Batterie intégrée, look proche d’un VTT classique, pneus plus, poste de pilotage épuré, application dédiée, cartographie personnalisable via son smartphone… Présenté à l’été 2015, livré début 2016, que l’on cautionne ou non certains parti pris, le Levo FSR a fait un carton. Disponible jusque-là uniquement en alu, il s’est largement implanté sur les sentiers et les randonnées.
Mais le marché du VTTAE n’attend pas. Menacé depuis, par la concurrence de mastodontes tels qu’Haibike ou Giant, des motorisations en perpétuel mouvement, pressé par l’audace d’un Lapierre ou la créativité du spécialiste Moustache en matière de VTTAE carbone (dès la rentrée 2016 !), l’arrivée récente de nouveaux challengers (BMC, Mondraker, Rocky Mountain…) , l’heure était venue pour le Levo de franchir un nouveau cap…
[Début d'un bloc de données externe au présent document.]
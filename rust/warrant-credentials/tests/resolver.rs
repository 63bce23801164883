//! Resolving signer DIDs back to verifiers.

use testresult::TestResult;
use warrant_credentials::{Ed25519KeyResolver, Ed25519Signer};
use warrant_principal::{Principal, Resolver, Signer, Verifier, did};

#[tokio::test]
async fn it_verifies_through_the_resolved_did() -> TestResult {
    let alice = Ed25519Signer::import([20u8; 32]).await?;
    let payload = b"{\"can\":\"store/add\"}";
    let signature = alice.sign(payload).await?;

    let verifier = Ed25519KeyResolver.resolve(&alice.did()).await?;
    assert_eq!(verifier.did(), alice.did());
    verifier.verify(payload, &signature).await?;
    Ok(())
}

#[tokio::test]
async fn it_fails_on_non_key_dids() {
    let result = Ed25519KeyResolver.resolve(&did!("web:web3.storage")).await;
    assert!(result.is_err());
}

#[tokio::test]
async fn it_composes_with_other_resolvers() -> TestResult {
    let alice = Ed25519Signer::import([21u8; 32]).await?;
    let resolver = Ed25519KeyResolver.or(Ed25519KeyResolver);
    let verifier = resolver.resolve(&alice.did()).await?;
    let signature = alice.sign(b"hello").await?;
    verifier.verify(b"hello", &signature).await?;
    Ok(())
}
Temps de lecture estimé : 10 minutes / Photos : Quentin Chevat/VTTAE.fr
Le Levo passe à la fibre
Décliner le châssis très complexe du Levo actuel, à batterie intégrée démontable, n’est pas chose aisée. C’est bien plus compliqué qu’il n’y parait. De longs mois de développement et de modélisation du moule auront été nécessaires pour que l’équipe Specialized en charge du projet, basée en Suisse, aboutisse à un résultat entièrement satisfaisant.
Une nouvelle fois relayée à un rôle de “suiveur” dirons certains, mais sûre de son coup, Specialized lève enfin le voile sur le Turbo Levo FSR carbone.
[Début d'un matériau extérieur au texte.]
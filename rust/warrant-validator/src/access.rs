//! Validating an invocation against its delegation chain.
//!
//! The walk is depth-first: every match of the claimed capability is tried
//! in order, and a match that can not be issued by its own issuer is
//! proven by recursively authorizing what it selects among the proofs of
//! its delegation. Proofs of one hop are resolved and verified
//! concurrently; their outcomes are merged in citation order.

use crate::{
    authorization::Authorization,
    capability::Source,
    context::ValidationContext,
    error::Failure,
    select::{DynMatch, Select, Selector},
};
use std::{collections::HashSet, sync::Arc};
use tracing::{debug, instrument, trace};
use warrant_common::{BoxedFuture, boxed, join_ordered};
use warrant_delegation::{
    Delegation, Invocation, Proof, SignatureVerificationError, TimeError, Timestamp,
};
use warrant_principal::Resolver;

/// Authorize `invocation` against `context`.
///
/// # Errors
///
/// Fatal failures are returned as they are: an invalid invocation
/// signature, an invocation addressed to someone other than the
/// configured authority, a malformed invoked capability, or an issuer DID
/// the principal resolver can not handle. Everything else is collected
/// into [`Failure::Unauthorized`], one cause per rejected candidate.
#[instrument(
    level = "debug",
    skip_all,
    fields(invocation = %invocation.cid(), can = %invocation.capability().can)
)]
pub async fn access<S, R>(
    invocation: &Invocation,
    context: &ValidationContext<S, R>,
) -> Result<Authorization<S::Match>, Failure>
where
    S: Selector,
    R: Resolver,
{
    let delegation = invocation.delegation();
    verify_signature(delegation, context).await?;

    if let Some(authority) = context.authority() {
        if delegation.audience() != authority {
            return Err(Failure::InvalidAudience {
                delegation: *delegation.cid(),
                audience: delegation.audience().clone(),
                expected: authority.clone(),
            });
        }
    }

    let unauthorized = |causes| Failure::Unauthorized {
        capability: invocation.capability().clone(),
        causes,
    };

    if let Err(failure) = validate_time(delegation, context.now()) {
        debug!(%failure, "invocation is out of its time bounds");
        return Err(unauthorized(vec![failure]));
    }

    let sources = Source::all(delegation).collect::<Vec<_>>();
    let selection = context.capability().select(&sources);
    if selection.matches.is_empty() {
        if let Some(malformed) = selection
            .errors
            .iter()
            .find(|failure| matches!(failure, Failure::MalformedCapability { .. }))
        {
            return Err(malformed.clone());
        }
    }

    let Select {
        matches,
        errors,
        unknown,
    } = selection;
    let mut causes = Select::<()> {
        matches: Vec::new(),
        errors,
        unknown,
    }
    .into_failures();

    for matched in matches {
        let matched = Arc::new(matched);
        match prove(matched.clone() as DynMatch, context).await? {
            Outcome::Proven(proofs) => {
                let authorization = Authorization::new(matched, proofs);
                if let Err(cause) = context.validate_authorization(&authorization.erase()) {
                    debug!(%cause, "authorization rejected");
                    causes.push(Failure::Revoked {
                        delegation: *delegation.cid(),
                        cause,
                    });
                    continue;
                }
                debug!(issuer = %delegation.issuer(), "invocation authorized");
                return Ok(authorization);
            }
            Outcome::Failed(Failure::InvalidClaim { causes: inner, .. }) => causes.extend(inner),
            Outcome::Failed(failure) => causes.push(failure),
        }
    }

    debug!(causes = causes.len(), "invocation is not authorized");
    Err(unauthorized(causes))
}

enum Outcome {
    Proven(Vec<Authorization>),
    Failed(Failure),
}

/// Prove `matched`, unless its issuer may issue it outright.
async fn prove<S, R>(
    matched: DynMatch,
    context: &ValidationContext<S, R>,
) -> Result<Outcome, Failure>
where
    S: Selector,
    R: Resolver,
{
    let Some(remaining) = matched.prune(context.can_issue()) else {
        trace!(issuer = %matched.delegation().issuer(), "self-issued");
        return Ok(Outcome::Proven(Vec::new()));
    };
    match authorize(remaining, context).await {
        Ok(proof) => Ok(Outcome::Proven(vec![proof])),
        Err(failure) if failure.is_fatal() => Err(failure),
        Err(failure) => Ok(Outcome::Failed(failure)),
    }
}

/// Find a proof match for `claim` among the proofs of its delegations and
/// prove that in turn.
fn authorize<'a, S, R>(
    claim: DynMatch,
    context: &'a ValidationContext<S, R>,
) -> BoxedFuture<'a, Result<Authorization, Failure>>
where
    S: Selector,
    R: Resolver,
{
    boxed(async move {
        let Resolved {
            sources,
            mut failures,
        } = resolve_proofs(claim.sources(), context).await?;

        let Select {
            matches,
            errors,
            unknown,
        } = claim.select(&sources);
        failures.extend(
            Select::<()> {
                matches: Vec::new(),
                errors,
                unknown,
            }
            .into_failures(),
        );
        if matches.is_empty() && failures.is_empty() {
            failures.push(Failure::UnprovenCapability {
                claim: claim.capabilities(),
                issuer: claim.delegation().issuer().clone(),
            });
        }

        for matched in matches {
            match prove(matched.clone(), context).await? {
                Outcome::Proven(proofs) => {
                    debug!(
                        delegation = %matched.delegation().cid(),
                        issuer = %matched.delegation().issuer(),
                        "proof accepted"
                    );
                    return Ok(Authorization::new(matched, proofs));
                }
                Outcome::Failed(failure) => {
                    debug!(
                        delegation = %matched.delegation().cid(),
                        %failure,
                        "proof rejected"
                    );
                    failures.push(failure);
                }
            }
        }

        Err(Failure::InvalidClaim {
            claim: claim.capabilities(),
            causes: failures,
        })
    })
}

struct Resolved {
    sources: Vec<Source>,
    failures: Vec<Failure>,
}

/// Resolve and check the proofs of every delegation a claim was selected
/// from.
async fn resolve_proofs<S, R>(
    claimed: Vec<Source>,
    context: &ValidationContext<S, R>,
) -> Result<Resolved, Failure>
where
    S: Selector,
    R: Resolver,
{
    let mut seen = HashSet::new();
    let citing = claimed
        .into_iter()
        .map(|source| source.delegation().clone())
        .filter(|delegation| seen.insert(*delegation.cid()))
        .collect::<Vec<_>>();

    let links = citing
        .iter()
        .flat_map(|delegation| delegation.proofs())
        .filter_map(|proof| match proof {
            Proof::Link(link) => Some(link),
            Proof::Delegation(_) => None,
        })
        .collect::<Vec<_>>();
    let resolved = context.proofs().resolve_all(&links).await;

    let mut cited = HashSet::new();
    let mut candidates = Vec::new();
    for delegation in &citing {
        for proof in delegation.proofs() {
            if !cited.insert((delegation.issuer().clone(), proof.link())) {
                continue;
            }
            let proof = match proof {
                Proof::Delegation(proof) => Ok(proof),
                Proof::Link(link) => resolved.get(&link).cloned().unwrap_or_else(|| {
                    Err(Failure::UnavailableProof { link, cause: None })
                }),
            };
            candidates.push(proof.map(|proof| (delegation.clone(), proof)));
        }
    }

    let mut checks = Vec::with_capacity(candidates.len());
    for candidate in candidates {
        checks.push(check_candidate(candidate, context));
    }
    let checked = join_ordered(checks).await;

    let mut sources = Vec::new();
    let mut failures = Vec::new();
    for check in checked {
        match check {
            Ok(proof) => sources.extend(Source::all(&proof)),
            Err(failure) if failure.is_fatal() => return Err(failure),
            Err(failure) => {
                trace!(%failure, "proof dismissed");
                failures.push(failure);
            }
        }
    }
    Ok(Resolved { sources, failures })
}

async fn check_candidate<S, R>(
    candidate: Result<(Arc<Delegation>, Arc<Delegation>), Failure>,
    context: &ValidationContext<S, R>,
) -> Result<Arc<Delegation>, Failure>
where
    S: Selector,
    R: Resolver,
{
    let (delegation, proof) = candidate?;
    validate_proof(&delegation, &proof, context).await?;
    Ok(proof)
}

/// Chain continuity, time bounds and signature of a proof cited by
/// `delegation`.
async fn validate_proof<S, R>(
    delegation: &Delegation,
    proof: &Delegation,
    context: &ValidationContext<S, R>,
) -> Result<(), Failure>
where
    S: Selector,
    R: Resolver,
{
    if proof.audience() != delegation.issuer() {
        return Err(Failure::InvalidAudience {
            delegation: *proof.cid(),
            audience: proof.audience().clone(),
            expected: delegation.issuer().clone(),
        });
    }
    validate_time(proof, context.now())?;
    verify_signature(proof, context).await
}

fn validate_time(delegation: &Delegation, now: Timestamp) -> Result<(), Failure> {
    delegation.validate_time(now).map_err(|error| match error {
        TimeError::Expired { expiration } => Failure::Expired {
            delegation: *delegation.cid(),
            expiration,
        },
        TimeError::NotValidBefore { not_before } => Failure::NotValidBefore {
            delegation: *delegation.cid(),
            not_before,
        },
    })
}

async fn verify_signature<S, R>(
    delegation: &Delegation,
    context: &ValidationContext<S, R>,
) -> Result<(), Failure>
where
    R: Resolver,
{
    delegation
        .verify_signature(context.principal())
        .await
        .map_err(|error| match error {
            SignatureVerificationError::Resolution(cause) => Failure::UnresolvablePrincipal {
                did: delegation.issuer().clone(),
                cause: cause.to_string(),
            },
            SignatureVerificationError::Encoding(_)
            | SignatureVerificationError::Verification(_) => Failure::InvalidSignature {
                delegation: *delegation.cid(),
                issuer: delegation.issuer().clone(),
            },
        })
}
“le carbone permet au Levo de “gratter” jusqu’à 500g sur le triangle avant”
Côté style, grâce au subtil mélange de fibres et de résine, le Levo se pare des lignes plébiscitées de la dernière itération du Stumpjumper FSR.
Le tout sublimé d’arêtes et reliefs pour minimiser le côté imposant du bloc moteur et de la batterie intégrée au tube diagonal. Le carénage moteur en plastique de la version alu est cette fois-ci directement moulé à l’ensemble du châssis. Le support moteur forgé a été repensé, allégé et optimisé pour ventiler au mieux le moteur.
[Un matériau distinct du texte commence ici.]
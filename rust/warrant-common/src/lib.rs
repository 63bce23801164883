#![warn(missing_docs)]

//! Small helpers shared by the warrant crates: cross-target `Send`/`Sync`
//! bounds, a shared memo cell, boxed futures and a clock.

mod sync;
pub use sync::*;

mod r#async;
pub use r#async::*;

pub mod time;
Esthétique, le carbone a également des qualités dynamiques qui permettent au nouveau Levo de gagner 20% de rigidité globale, et 40% de rigidité latérale supplémentaire rien que sur le triangle arrière lorsqu’il est en carbone.
Sur le peson, le carbone permet au Levo de “gratter” jusqu’à 500g sur le triangle avant et d’économiser 150g supplémentaires sur le triangle arrière (version S-Works uniquement). Du Comp à l’Expert carbone, Specialized emploie de la fibre FACT 9 tandis que le haut de gamme S-Works s’octroie le carbone FACT 11, plus léger et plus cher.
Du nouveau sous le capot
Specialized profite du lancement de la version carbone pour introduire sa nouvelle motorisation, baptisée Turbo 1.3. Une nouveauté qui équipe tous les Levo FSR, alu comme carbone. Côté batterie pas de changement si ce n’est la généralisation de la version 504Wh sur tous les modèles Levo FSR (hors ST 29 pouces).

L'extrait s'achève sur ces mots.